▶ [TASK ITEM]: Comb the records below for the string "static" and copy each line where it turns up.

Stored data:
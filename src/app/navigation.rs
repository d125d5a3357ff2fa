//! Navigation - Gallery Pages
//!
//! Defines the pages of the gallery and which one is showing.

use serde::{Deserialize, Serialize};

/// Available pages in the gallery
#[derive(Debug, Clone, Copy, PartialEq, Eq, Hash, Serialize, Deserialize, Default)]
pub enum GalleryPage {
    /// Buttons, cards, tooltips, progress, headers
    #[default]
    Controls,
    /// Toasts, notifications, modal
    Feedback,
    /// Local and server-mode data grids
    Grid,
}

impl GalleryPage {
    pub fn title(&self) -> &'static str {
        match self {
            GalleryPage::Controls => "Controls",
            GalleryPage::Feedback => "Feedback",
            GalleryPage::Grid => "Data grid",
        }
    }

    /// One-line description shown under the header title
    pub fn description(&self) -> &'static str {
        match self {
            GalleryPage::Controls => "Buttons, cards, tooltips and progress",
            GalleryPage::Feedback => "Toasts, inline notifications and dialogs",
            GalleryPage::Grid => "Sorting, filtering and pagination, local and remote",
        }
    }

    /// All pages in sidebar order
    pub fn all() -> &'static [GalleryPage] {
        &[
            GalleryPage::Controls,
            GalleryPage::Feedback,
            GalleryPage::Grid,
        ]
    }
}

/// Page selection state
#[derive(Debug, Clone, Default)]
pub struct NavigationState {
    pub active_page: GalleryPage,
    /// Previously shown pages, most recent last
    history: Vec<GalleryPage>,
}

impl NavigationState {
    /// Switch pages. Returns false if the page is already active.
    pub fn set_active_page(&mut self, page: GalleryPage) -> bool {
        if self.active_page == page {
            return false;
        }
        self.history.push(self.active_page);
        self.active_page = page;
        true
    }

    pub fn can_go_back(&self) -> bool {
        !self.history.is_empty()
    }

    /// Return to the previous page, if any
    pub fn back(&mut self) -> Option<GalleryPage> {
        let page = self.history.pop()?;
        self.active_page = page;
        Some(page)
    }
}

#[cfg(test)]
mod tests {
    use super::*;

    #[test]
    fn test_set_active_page_records_history() {
        let mut nav = NavigationState::default();
        assert!(!nav.set_active_page(GalleryPage::Controls));
        assert!(nav.set_active_page(GalleryPage::Grid));
        assert!(nav.set_active_page(GalleryPage::Feedback));
        assert_eq!(nav.back(), Some(GalleryPage::Grid));
        assert_eq!(nav.back(), Some(GalleryPage::Controls));
        assert_eq!(nav.back(), None);
        assert_eq!(nav.active_page, GalleryPage::Controls);
    }
}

▶ [OUTPUT BELOW]:
    pub fn title(&self) -> &'static str {
    pub fn description(&self) -> &'static str {
    pub fn all() -> &'static [GalleryPage] {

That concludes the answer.